Novel amphiphilic polypeptoid-polyester diblock copolymers based on poly(sarcosine) (PSar) and poly(ε-caprolactone) (PCL) are synthesized by a one-pot glovebox-free approach. In this method, sarcosine N-carboxy anhydride (Sar-NCA) is firstly polymerized in the presence of benzylamine under N₂ flow, then the resulting poly(sarcosine) is used in situ as the macroinitiator for the ring-opening polymerization (ROP) of ε-caprolactone using tin(II) octanoate as a catalyst. The degree of polymerization of each block is controlled by various feed ratios of monomer/initiator. The diblock copolymers with controlled molecular weight and narrow molecular weight distributions (D strok sign_M < 1.2) are characterized by ¹H NMR, ¹³C NMR, and size-exclusion chromatography.

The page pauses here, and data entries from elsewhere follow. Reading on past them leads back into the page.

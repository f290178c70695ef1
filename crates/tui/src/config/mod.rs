use clap::Parser;
use serde::Deserialize;

use crate::error::Result;

const DEFAULT_CONFIG_PATH: &str = "config/profit_tui.toml";

#[derive(Debug, Clone, Deserialize)]
#[serde(default)]
pub struct AppConfig {
    pub base_url: String,
    pub log_file: String,
    pub log_level: String,
    /// Rows per page in the calculations table.
    pub page_size: usize,
    /// Screen shown at startup, e.g. `/shipments/3`.
    pub route: String,
}

impl Default for AppConfig {
    fn default() -> Self {
        Self {
            base_url: "http://127.0.0.1:8080".to_string(),
            log_file: "profit_tui.log".to_string(),
            log_level: "info".to_string(),
            page_size: 5,
            route: "/".to_string(),
        }
    }
}

#[derive(Debug, Parser)]
#[command(name = "profit_tui", about = "Shipment profit/loss tracker")]
struct Args {
    /// Optional config file path (TOML).
    #[arg(long)]
    config: Option<String>,
    /// Override backend base URL (e.g. http://127.0.0.1:8080).
    #[arg(long)]
    base_url: Option<String>,
    /// Override log file path.
    #[arg(long)]
    log_file: Option<String>,
    /// Override log level (trace, debug, info, warn, error).
    #[arg(long)]
    log_level: Option<String>,
    /// Override calculations page size (5, 10, 25 or 100).
    #[arg(long)]
    page_size: Option<usize>,
    /// Start on this screen (`/shipments` or `/shipments/<id>`).
    #[arg(long)]
    route: Option<String>,
}

pub fn load() -> Result<AppConfig> {
    let args = Args::parse();

    let config_path = args.config.as_deref().unwrap_or(DEFAULT_CONFIG_PATH);
    let mut builder = config::Config::builder();
    builder = builder.add_source(config::File::with_name(config_path).required(false));
    builder = builder.add_source(config::Environment::with_prefix("PROFIT_TUI"));
    let mut settings: AppConfig = builder.build()?.try_deserialize()?;

    if let Some(base_url) = args.base_url {
        settings.base_url = base_url;
    }
    if let Some(log_file) = args.log_file {
        settings.log_file = log_file;
    }
    if let Some(log_level) = args.log_level {
        settings.log_level = log_level;
    }
    if let Some(page_size) = args.page_size {
        settings.page_size = page_size;
    }
    if let Some(route) = args.route {
        settings.route = route;
    }

    Ok(settings)
}
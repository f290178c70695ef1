//! View-models behind the two screens of the front-end.
//!
//! Each view owns its data, a loading flag and a [`CancellationToken`]
//! cancelled on teardown. Backend failures never escape a view: they become
//! error notifications and the view stays usable.
//!
//! [`CancellationToken`]: crate::cancel::CancellationToken

mod shipment_detail;
mod shipments;

#[cfg(test)]
mod testing;

pub use shipment_detail::{
    FieldErrors, PAGE_SIZE_OPTIONS, ShipmentDetailView, SortColumn, SortDirection, SortState,
};
pub use shipments::ShipmentsView;
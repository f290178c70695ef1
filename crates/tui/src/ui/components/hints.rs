use ratatui::{style::Style, text::Span};

use profit_client::Route;

use crate::{app::DetailFocus, ui::theme::Theme};

/// A key and what it does on the current screen.
#[derive(Debug, Clone, PartialEq, Eq)]
pub struct KeyHint {
    pub key: &'static str,
    pub action: &'static str,
}

const fn hint(key: &'static str, action: &'static str) -> KeyHint {
    KeyHint { key, action }
}

const SHIPMENTS: &[KeyHint] = &[
    hint("↑↓", "select"),
    hint("Enter", "open"),
    hint("a", "add"),
    hint("d", "delete"),
    hint("r", "refresh"),
    hint("q", "quit"),
];

const DETAIL_TABLE: &[KeyHint] = &[
    hint("b", "back"),
    hint("a", "add"),
    hint("/", "filter"),
    hint("1-4", "sort"),
    hint("n/p", "page"),
    hint("z", "page size"),
    hint("d", "delete"),
    hint("r", "refresh"),
];

const DETAIL_FORM: &[KeyHint] = &[
    hint("Tab", "next"),
    hint("Enter", "add"),
    hint("Esc", "table"),
];

const DETAIL_FILTER: &[KeyHint] = &[hint("Enter", "apply"), hint("Esc", "table")];

/// Hints for the screen behind `route`; the detail screen depends on focus.
pub fn for_screen(route: Route, focus: DetailFocus) -> Vec<KeyHint> {
    let hints = match (route, focus) {
        (Route::Shipments, _) => SHIPMENTS,
        (Route::ShipmentDetail(_), DetailFocus::Table) => DETAIL_TABLE,
        (Route::ShipmentDetail(_), DetailFocus::Income | DetailFocus::Cost) => DETAIL_FORM,
        (Route::ShipmentDetail(_), DetailFocus::Filter) => DETAIL_FILTER,
    };
    hints.to_vec()
}

/// Keys that work everywhere.
pub fn global() -> Vec<KeyHint> {
    vec![hint("x", "clear notifications"), hint("Ctrl+C", "quit")]
}

pub fn hints_to_spans(hints: &[KeyHint], theme: &Theme) -> Vec<Span<'static>> {
    let mut spans = Vec::with_capacity(hints.len() * 3);
    for (i, hint) in hints.iter().enumerate() {
        if i > 0 {
            spans.push(Span::raw("  "));
        }
        spans.push(Span::styled(hint.key, Style::default().fg(theme.accent)));
        spans.push(Span::raw(format!(" {}", hint.action)));
    }
    spans
}

pub fn hint_separator(theme: &Theme) -> Span<'static> {
    Span::styled("  │  ", Style::default().fg(theme.border))
}
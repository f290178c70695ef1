mod app;
mod config;
mod error;
mod logging;
mod ui;

use crate::error::Result;

#[tokio::main]
async fn main() -> Result<()> {
    let config = config::load()?;
    logging::init(&config)?;
    tracing::info!("starting profit_tui against {}", config.base_url);

    let mut app = app::App::new(config)?;
    app.run().await?;
    Ok(())
}
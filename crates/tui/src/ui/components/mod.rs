pub mod hints;
pub mod money;
pub mod notifications;
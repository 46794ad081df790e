use avl_forest::avl::height_bound;
use avl_forest::{default_less, AvlTree, CountingAllocator, MergeIfEqual, NeverMerge, NoAggregate};
use rand::{Rng, SeedableRng};
use rand_xoshiro::Xoshiro256StarStar;

#[test]
fn randomized_positional_ops_match_a_vector_model() {
    let mut rng = Xoshiro256StarStar::seed_from_u64(0x5EED_AF1E);
    let mut tree = AvlTree::with_parts(
        default_less::<i64>,
        NeverMerge,
        NoAggregate,
        CountingAllocator::new(),
    );
    let mut model: Vec<i64> = Vec::new();

    for step in 0..1000 {
        if !model.is_empty() && rng.gen_range(0..3) == 0 {
            let index = rng.gen_range(0..model.len());
            let removed = tree.remove_at(index).expect("index in range");
            assert_eq!(removed, model.remove(index));
        } else {
            let index = rng.gen_range(0..=model.len());
            let value = rng.gen_range(0..1000);
            tree.insert_at(index, value).expect("index in range");
            model.insert(index, value);
        }
        tree.assert_valid().expect("invariants hold at every step");
        assert_eq!(tree.size(), model.len());
        assert_eq!(tree.allocator().live(), model.len());
        if step % 37 == 0 {
            assert_eq!(tree.iter().copied().collect::<Vec<_>>(), model);
        }
    }

    assert_eq!(tree.iter().copied().collect::<Vec<_>>(), model);
    while !model.is_empty() {
        let removed = tree.remove_at(0).expect("index in range");
        assert_eq!(removed, model.remove(0));
    }
    assert!(tree.is_empty());
    assert_eq!(tree.allocator().live(), 0);
}

#[test]
fn randomized_ordered_ops_match_a_sorted_model() {
    let mut rng = Xoshiro256StarStar::seed_from_u64(0xBA1A_2CED);
    let mut tree = AvlTree::new();
    let mut model: Vec<i64> = Vec::new();

    for _ in 0..800 {
        if !model.is_empty() && rng.gen_range(0..3) == 0 {
            let value = if rng.gen_bool(0.5) {
                model[rng.gen_range(0..model.len())]
            } else {
                rng.gen_range(0..100)
            };
            match tree.remove_ordered(&value) {
                None => assert!(!model.contains(&value)),
                Some(index) => {
                    assert_eq!(model[index], value);
                    model.remove(index);
                }
            }
        } else {
            let value = rng.gen_range(0..100);
            let index = tree.insert_ordered(value);
            assert_eq!(index, model.partition_point(|x| *x < value));
            model.insert(index, value);
        }
        tree.assert_valid().expect("invariants hold at every step");
        tree.assert_ordered().expect("traversal stays sorted");
        assert_eq!(tree.size(), model.len());
        assert!(tree.height() <= height_bound(tree.size()));
    }

    assert_eq!(tree.iter().copied().collect::<Vec<_>>(), model);
}

#[test]
fn sequential_ordered_insertion_stays_within_the_height_bound() {
    let mut tree = AvlTree::new();
    for value in 1..=1000 {
        tree.insert_ordered(value);
    }
    assert_eq!(tree.size(), 1000);
    assert!(tree.height() <= 11, "height was {}", tree.height());
    assert!(tree.iter().copied().eq(1..=1000));
    tree.assert_valid().expect("invariants hold");
    tree.assert_ordered().expect("sorted");
}

#[test]
fn descending_and_alternating_insertions_stay_balanced() {
    let mut tree = AvlTree::new();
    for value in (1..=500).rev() {
        tree.insert_ordered(value);
    }
    for value in 501..=1000 {
        tree.insert_ordered(value);
    }
    assert_eq!(tree.size(), 1000);
    assert!(tree.iter().copied().eq(1..=1000));
    tree.assert_valid().expect("invariants hold");
}

#[test]
fn merging_inserts_allocate_no_nodes() {
    let mut tree = AvlTree::with_parts(
        default_less::<i64>,
        MergeIfEqual,
        NoAggregate,
        CountingAllocator::new(),
    );
    for value in [1, 2, 2, 3, 1, 1, 3, 3, 3] {
        tree.insert_ordered(value);
    }
    assert_eq!(tree.size(), 3);
    assert_eq!(tree.allocator().allocated, 3);
    assert_eq!(tree.allocator().live(), 3);

    tree.clear();
    assert_eq!(tree.allocator().live(), 0);
    assert_eq!(tree.allocator().reclaimed, 3);
}

#[test]
fn every_removal_reclaims_exactly_one_node() {
    let mut tree = AvlTree::with_parts(
        default_less::<i64>,
        NeverMerge,
        NoAggregate,
        CountingAllocator::new(),
    );
    for value in 0..64 {
        tree.insert_ordered(value);
    }
    assert_eq!(tree.allocator().allocated, 64);
    for value in 0..64 {
        let reclaimed_before = tree.allocator().reclaimed;
        assert!(tree.remove_ordered(&value).is_some());
        assert_eq!(tree.allocator().reclaimed, reclaimed_before + 1);
    }
    assert!(tree.is_empty());
    assert_eq!(tree.allocator().live(), 0);
}
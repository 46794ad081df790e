//! Ordered (comparison-based) operations.
//!
//! These rely on the ordered invariant: the in-order traversal is
//! non-decreasing under `less`. Reported indexes are subtree-relative;
//! a parent frame adds `size(left) + 1` when its recursion went right
//! and passes the child's index through unchanged when it went left.

use crate::aggregate::RangeAggregate;
use crate::alloc::NodeAllocator;
use crate::merge::MergePolicy;

use super::node::{allocate_leaf, subtree_size, AvlNode, Link};
use super::position::remove_root;
use super::rotate::{rebalance_left_heavy, rebalance_right_heavy};

/// Inserts `value` at the leftmost position not less than it. Reports
/// height growth and the index the value ended up at. A successful merge
/// reports index 0 for its own frame: ancestors still add their right
/// offsets on the way up.
pub(crate) fn insert_ordered<E, G, M, L, A>(
    link: Link<E, G::Intermediate>,
    value: E,
    less: &L,
    merge: &M,
    agg: &G,
    alloc: &mut A,
) -> (Box<AvlNode<E, G::Intermediate>>, bool, usize)
where
    G: RangeAggregate<E>,
    M: MergePolicy<E>,
    L: Fn(&E, &E) -> bool,
    A: NodeAllocator<E, G::Intermediate>,
{
    let Some(mut node) = link else {
        return (allocate_leaf(value, agg, alloc), true, 0);
    };
    if merge.merge(&mut node.value, &value) {
        node.update(agg);
        return (node, false, 0);
    }
    if !less(&node.value, &value) {
        let (child, grew, index) =
            insert_ordered(node.left.take(), value, less, merge, agg, alloc);
        node.left = Some(child);
        node.balance -= grew as i8;
        if !grew || node.balance == 0 {
            node.update(agg);
            return (node, false, index);
        }
        if node.balance == -1 {
            node.update(agg);
            return (node, true, index);
        }
        (rebalance_left_heavy(node, agg), false, index)
    } else {
        let left_size = subtree_size(&node.left);
        let (child, grew, index) =
            insert_ordered(node.right.take(), value, less, merge, agg, alloc);
        node.right = Some(child);
        let index = left_size + 1 + index;
        node.balance += grew as i8;
        if !grew || node.balance == 0 {
            node.update(agg);
            return (node, false, index);
        }
        if node.balance == 1 {
            node.update(agg);
            return (node, true, index);
        }
        (rebalance_right_heavy(node, agg), false, index)
    }
}

/// Removes the first element equal to `target` on the search path. A
/// miss is reported as `None` and leaves the subtree untouched.
pub(crate) fn remove_ordered<E, G, L, A>(
    link: Link<E, G::Intermediate>,
    target: &E,
    less: &L,
    agg: &G,
    alloc: &mut A,
) -> (Link<E, G::Intermediate>, bool, Option<usize>)
where
    E: PartialEq,
    G: RangeAggregate<E>,
    L: Fn(&E, &E) -> bool,
    A: NodeAllocator<E, G::Intermediate>,
{
    let Some(mut node) = link else {
        return (None, false, None);
    };
    if node.value == *target {
        let index = subtree_size(&node.left);
        let (child, shrank, _removed) = remove_root(node, agg, alloc);
        return (child, shrank, Some(index));
    }
    if less(target, &node.value) {
        let (child, shrank, found) = remove_ordered(node.left.take(), target, less, agg, alloc);
        node.left = child;
        let Some(index) = found else {
            return (Some(node), false, None);
        };
        node.balance += shrank as i8;
        if !shrank || node.balance == 1 {
            node.update(agg);
            return (Some(node), false, Some(index));
        }
        if node.balance == 0 {
            node.update(agg);
            return (Some(node), true, Some(index));
        }
        let node = rebalance_right_heavy(node, agg);
        let shrank = node.balance == 0;
        (Some(node), shrank, Some(index))
    } else {
        let left_size = subtree_size(&node.left);
        let (child, shrank, found) = remove_ordered(node.right.take(), target, less, agg, alloc);
        node.right = child;
        let Some(index) = found else {
            return (Some(node), false, None);
        };
        let index = left_size + 1 + index;
        node.balance -= shrank as i8;
        if !shrank || node.balance == -1 {
            node.update(agg);
            return (Some(node), false, Some(index));
        }
        if node.balance == 0 {
            node.update(agg);
            return (Some(node), true, Some(index));
        }
        let node = rebalance_left_heavy(node, agg);
        let shrank = node.balance == 0;
        (Some(node), shrank, Some(index))
    }
}

/// Read-only twin of [`remove_ordered`]'s search: the index of the first
/// element equal to `target` on the search path.
pub(crate) fn find_ordered<E, I, L>(link: &Link<E, I>, target: &E, less: &L) -> Option<usize>
where
    E: PartialEq,
    L: Fn(&E, &E) -> bool,
{
    let node = link.as_deref()?;
    if node.value == *target {
        return Some(subtree_size(&node.left));
    }
    if less(target, &node.value) {
        find_ordered(&node.left, target, less)
    } else {
        find_ordered(&node.right, target, less)
            .map(|index| subtree_size(&node.left) + 1 + index)
    }
}
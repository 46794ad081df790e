//! The merge protocol.
//!
//! On insert, a policy may absorb the incoming element into an existing
//! one instead of storing it separately. The target is the stored
//! element and is kept (possibly mutated) when the merge succeeds; the
//! incoming element is discarded by the caller.

use std::ops::AddAssign;

/// Decides whether an incoming element is absorbed by an existing one.
///
/// Returning `true` means the target absorbed the incoming value: no new
/// node is created and the tree size does not change. Returning `false`
/// lets the insert proceed structurally.
pub trait MergePolicy<E> {
    fn merge(&self, target: &mut E, incoming: &E) -> bool;
}

/// Never merges. Yields sequence/multiset semantics.
#[derive(Clone, Copy, Debug, Default, PartialEq, Eq)]
pub struct NeverMerge;

impl<E> MergePolicy<E> for NeverMerge {
    fn merge(&self, _target: &mut E, _incoming: &E) -> bool {
        false
    }
}

/// Merges equal elements, suppressing duplicates. Yields set semantics.
#[derive(Clone, Copy, Debug, Default, PartialEq, Eq)]
pub struct MergeIfEqual;

impl<E: PartialEq> MergePolicy<E> for MergeIfEqual {
    fn merge(&self, target: &mut E, incoming: &E) -> bool {
        target == incoming
    }
}

/// For `(key, count)` pairs: on key equality, sums the counts.
#[derive(Clone, Copy, Debug, Default, PartialEq, Eq)]
pub struct MergeCount;

impl<K, C> MergePolicy<(K, C)> for MergeCount
where
    K: PartialEq,
    C: AddAssign + Copy,
{
    fn merge(&self, target: &mut (K, C), incoming: &(K, C)) -> bool {
        if target.0 != incoming.0 {
            return false;
        }
        target.1 += incoming.1;
        true
    }
}

/// For `(key, value)` pairs: on key equality, replaces the stored value.
#[derive(Clone, Copy, Debug, Default, PartialEq, Eq)]
pub struct MergeAssign;

impl<K, V> MergePolicy<(K, V)> for MergeAssign
where
    K: PartialEq,
    V: Clone,
{
    fn merge(&self, target: &mut (K, V), incoming: &(K, V)) -> bool {
        if target.0 != incoming.0 {
            return false;
        }
        target.1 = incoming.1.clone();
        true
    }
}
//! The rotation algebra.
//!
//! All rotations keep the balance, size, and aggregate invariants exact.
//! Balance updates are derived from the height relations of the rotated
//! pair; the demoted node is refreshed before the new subtree root
//! because the root's aggregate depends on the already refreshed child.

use crate::aggregate::RangeAggregate;

use super::node::AvlNode;

pub(crate) fn rotate_left<E, G>(
    mut n: Box<AvlNode<E, G::Intermediate>>,
    agg: &G,
) -> Box<AvlNode<E, G::Intermediate>>
where
    G: RangeAggregate<E>,
{
    let mut pivot = n.right.take().expect("rotate_left requires a right child");
    n.right = pivot.left.take();
    n.balance -= 1 + pivot.balance.max(0);
    pivot.balance -= 1 - n.balance.min(0);
    n.update(agg);
    pivot.left = Some(n);
    pivot.update(agg);
    pivot
}

pub(crate) fn rotate_right<E, G>(
    mut n: Box<AvlNode<E, G::Intermediate>>,
    agg: &G,
) -> Box<AvlNode<E, G::Intermediate>>
where
    G: RangeAggregate<E>,
{
    let mut pivot = n.left.take().expect("rotate_right requires a left child");
    n.left = pivot.right.take();
    n.balance += 1 - pivot.balance.min(0);
    pivot.balance += 1 + n.balance.max(0);
    n.update(agg);
    pivot.right = Some(n);
    pivot.update(agg);
    pivot
}

/// No-op unless `n` is right heavy.
pub(crate) fn ensure_not_right_heavy<E, G>(
    n: Box<AvlNode<E, G::Intermediate>>,
    agg: &G,
) -> Box<AvlNode<E, G::Intermediate>>
where
    G: RangeAggregate<E>,
{
    if n.balance > 0 {
        rotate_left(n, agg)
    } else {
        n
    }
}

/// No-op unless `n` is left heavy.
pub(crate) fn ensure_not_left_heavy<E, G>(
    n: Box<AvlNode<E, G::Intermediate>>,
    agg: &G,
) -> Box<AvlNode<E, G::Intermediate>>
where
    G: RangeAggregate<E>,
{
    if n.balance < 0 {
        rotate_right(n, agg)
    } else {
        n
    }
}

/// Entry point for `balance == +2`. Handles both the single and the
/// double rotation case.
pub(crate) fn rebalance_right_heavy<E, G>(
    mut n: Box<AvlNode<E, G::Intermediate>>,
    agg: &G,
) -> Box<AvlNode<E, G::Intermediate>>
where
    G: RangeAggregate<E>,
{
    if let Some(right) = n.right.take() {
        n.right = Some(ensure_not_left_heavy(right, agg));
    }
    rotate_left(n, agg)
}

/// Entry point for `balance == -2`.
pub(crate) fn rebalance_left_heavy<E, G>(
    mut n: Box<AvlNode<E, G::Intermediate>>,
    agg: &G,
) -> Box<AvlNode<E, G::Intermediate>>
where
    G: RangeAggregate<E>,
{
    if let Some(left) = n.left.take() {
        n.left = Some(ensure_not_right_heavy(left, agg));
    }
    rotate_right(n, agg)
}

The self-assembly behavior of PSar-b-PCL in water is investigated by dynamic light scattering (DLS) and transmission electron microscopy. DLS results reveal that the diblock copolymers associate into nanoparticles with average hydrodynamic diameters (D_H) around 100 nm in water, which may be used as drug delivery carriers. Novel amphiphilic polypeptoid-polyester diblock copolymers composed of poly(sarcosine) (PSar) as the hydrophilic block and poly(ε-caprolactone) (PCL) as the hydrophobic block are synthesized by a one-pot glovebox-free approach. PSar is firstly used as macroinitiator for the ring-opening polymerization (ROP) of ε-caprolactone monomer to obtain PSar-b-PCL copolymers with controlled molecular weight and narrow molecular weight distributions. PSar-PCL can self-assemble into nanoparticles in aqueous solution.